All three won the same positions in the Mighty River Power float.
Goldmans and Macquarie Capital are joined in the Meridian process as joint lead managers by the New Zealand branch of Deutsche Bank, which acted as an adviser to the government in the MRP float and whose local broking arm, Craigs Investment Partners, was a retail offer manager. This time, Craigs is part of the JLM syndicate.
Joint lead management is especially lucrative because it combines an up-front payment, incentive payments for certain outcomes in the float and a percentage of the proceeds of shares sold to local and foreign institutional investors and to retail investors in New Zealand.
First NZ Capital was a JLM in the $1.7 billion MRP float but has missed out at this stage on a role in the much larger Meridian float, which can be expected to raise $2.6 billion or more for 49 percent of the country's largest electricity generator.
Meanwhile, Treasury has appointed UBS New Zealand, which had no formal role in the MRP float, to assist with preparations for the sale of up to 49 percent of the smallest of the three state-owned or controlled power companies, Genesis Energy.
No decisions on timing
"No decisions have been made on the timing of that transaction, and further JLM's may be selected in the coming weeks," a Treasury statement on the appointments says.
In the MRP float, JLMs were each guaranteed a $666,666 payment, with the potential to receive up to $1.3 million each extra if they met agreed performance criteria relating to agreed value and demand targets.
It is unlikely those targets were fully reached in the case of the MRP float, in which many investors scaled back or abandoned their interest after the announcement of the Labour and Green parties' policies to scrap current electricity market arrangements and return to central planning, regulation and price-setting.
That saw lower retail investor uptake and almost certainly a lower issue price, at $2.50, than the government had hoped for, having set a range for the issue price of between $2.35 and $2.80.

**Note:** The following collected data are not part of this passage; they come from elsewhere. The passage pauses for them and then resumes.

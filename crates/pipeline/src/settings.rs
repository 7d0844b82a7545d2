use std::path::PathBuf;
use std::time::Duration;

pub const DEFAULT_MARKER_TOKEN: &str = "roybatty";
pub const MANUAL_INPUT_DIR: &str = "manual_input";

#[derive(Clone, Debug)]
pub struct CycleSettings {
    pub monitored_paths: Vec<PathBuf>,
    pub check_interval: Duration,
    pub max_queue_size: usize,
    pub rename_and_move_only: bool,
    pub artist_subfolders: bool,
    pub marker_token: String,
    pub notifications: NotificationSettings,
}

impl Default for CycleSettings {
    fn default() -> Self {
        Self {
            monitored_paths: Vec::new(),
            check_interval: Duration::from_secs(300),
            max_queue_size: 50,
            rename_and_move_only: false,
            artist_subfolders: false,
            marker_token: DEFAULT_MARKER_TOKEN.to_string(),
            notifications: NotificationSettings::default(),
        }
    }
}

#[derive(Clone, Debug, Default)]
pub struct NotificationSettings {
    pub enabled: bool,
    pub each_song: bool,
    pub summary_min: usize,
    pub target: NotifyTarget,
}

#[derive(Clone, Debug, Default, PartialEq, Eq)]
pub struct NotifyTarget {
    pub endpoint: String,
    pub sender: String,
    pub recipients: Vec<String>,
}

In addition, the three MRP lead managers were able to share in payments set at 0.4 percent of the proceeds of sales to local institutions, 0.8 percent of the proceeds of sales to international institutional investors, and 0.2 percent of the proceeds of the retail investor float.
One of the key roles of the JLMs is to advise on the best way to structure the Meridian partial sale, which is bound by the government's political commitment to ensure the company is between 85 percent and 90 percent New Zealand-owned on the day shares are allocated.
While the government helps that total by continuing to hold a 51 percent controlling stake, around one-third of the remaining shares must be sold to New Zealand institutions, such as KiwiSaver funds, and retail investors.
Prime Minister John Key signalled yesterday that the Meridian float could yet be undertaken in two tranches because of its size.
The sale is timed for later this year, subject to market conditions.
If the sale were done in two chunks, that second might not be until early 2014, an election year, and could push a partial privatisation of Genesis – valued in total at around $2 billion – beyond polling day, making its sale dependent on re-election of a National Party-led government.